### INSTRUCTIONS FOR THE TASK
Gather all lines in the entries that include the word "password".

### DATA SUPPLIED

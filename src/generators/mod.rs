// src/generators/mod.rs
pub mod password;

pub use password::{PasswordGenerator, DEFAULT_BATCH_SIZE};
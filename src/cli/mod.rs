// src/cli/mod.rs
use clap::Parser;
use std::path::PathBuf;

use rust_passkeep::core::config::Config;

pub mod commands;
pub mod menu;
pub mod handlers;

pub use commands::CliCommand;

#[derive(Parser, Debug)]
#[command(author, version, about, long_about = None)]
pub struct Args {
    /// JSON file holding the saved credentials [default: PASSKEEP_DATA_FILE or data.json]
    #[arg(long, short = 'f')]
    pub data_file: Option<PathBuf>,

    /// Command to execute
    #[command(subcommand)]
    pub command: Option<CliCommand>,
}

impl Args {
    /// The command line wins; otherwise the configured file is used.
    pub fn data_file(&self, config: &Config) -> PathBuf {
        self.data_file.clone().unwrap_or_else(|| config.data_file.clone())
    }
}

### SOLUTION TO THE EXERCISE
pub mod password;
pub use password::{PasswordGenerator, DEFAULT_BATCH_SIZE};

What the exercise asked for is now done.